Cryptocurrency and its prices are very volatile, which is why experts recommend that only a portion of your retirement portfolio should be used to invest in cryptocurrency. What some may describe as play money, it’s essentially the money left over once you have paid for all of your other expenses. As a result, you are not using the money that you need for important things, such as bills or food supplies, and are only investing in cryptocurrencies with money that you can afford to lose.

Know What’s Available

Before investing in cryptocurrencies, it is important to see what is available and what is showing signs of growth. Ethereum, which is the second most popular form of cryptocurrencies to Bitcoin, has recently been turning heads with a rush of interest. When investing in Ethereum, you are betting that people are going to keep adopting and using new Ethereum-based technologies such as online gaming, music streaming in which the money goes directly to the artist, or art auctions without an auctioneer.

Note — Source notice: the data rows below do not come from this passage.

//! World instances, the tick scheduler, and spawners for the Rair
//! simulation.
//!
//! One [`World`] per map owns its characters and spawners outright. The
//! tick cycle runs three phases on their own rates: character actions,
//! effect ticks, and spawner updates. Persistence is submitted to a
//! background worker and never awaited from the tick.
//!
//! # Modules
//!
//! - [`clock`] -- Tick counter and phase-rate gating
//! - [`config`] -- Loading `rair-config.yaml` into typed structs
//! - [`content`] -- NPC templates and the spawner catalog
//! - [`geometry`] -- Map walls, distance, line of sight
//! - [`spawner`] -- Population control around an anchor point
//! - [`notify`] -- Outbound notification sinks
//! - [`persistence`] -- Fire-and-forget saves of players and boss timers
//! - [`world`] -- The map instance and cross-character command handling
//! - [`commands`] -- Player command parsing and execution
//! - [`tick`] -- The phased tick cycle
//! - [`runner`] -- The timed world loop and operator controls
//!
//! [`World`]: world::World

pub mod clock;
pub mod commands;
pub mod config;
pub mod content;
pub mod geometry;
pub mod notify;
pub mod persistence;
pub mod runner;
pub mod spawner;
pub mod tick;
pub mod world;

As such, it might be worth considering investing in some cash to Ethereum, which you can do by using platforms such as Paxful. 

Cashing In Currencies 

At the time of this article, banks will not convert cryptocurrency into cash. Although there are a few projects available that are attempting to offer similar services, however, a few are very recent whilst others are still in their development phase. For the time being, the cheapest option is through exchange sites. To save you time in researching, there are a number of guides available which provide you with the tools on how to cash out your cryptocurrencies.

Disclaimer- Leisure Freak is in no way advising readers to invest in cryptocurrencies. Invest at your own risk. Crypto is a high risk investment scheme. This article is for information purposes only.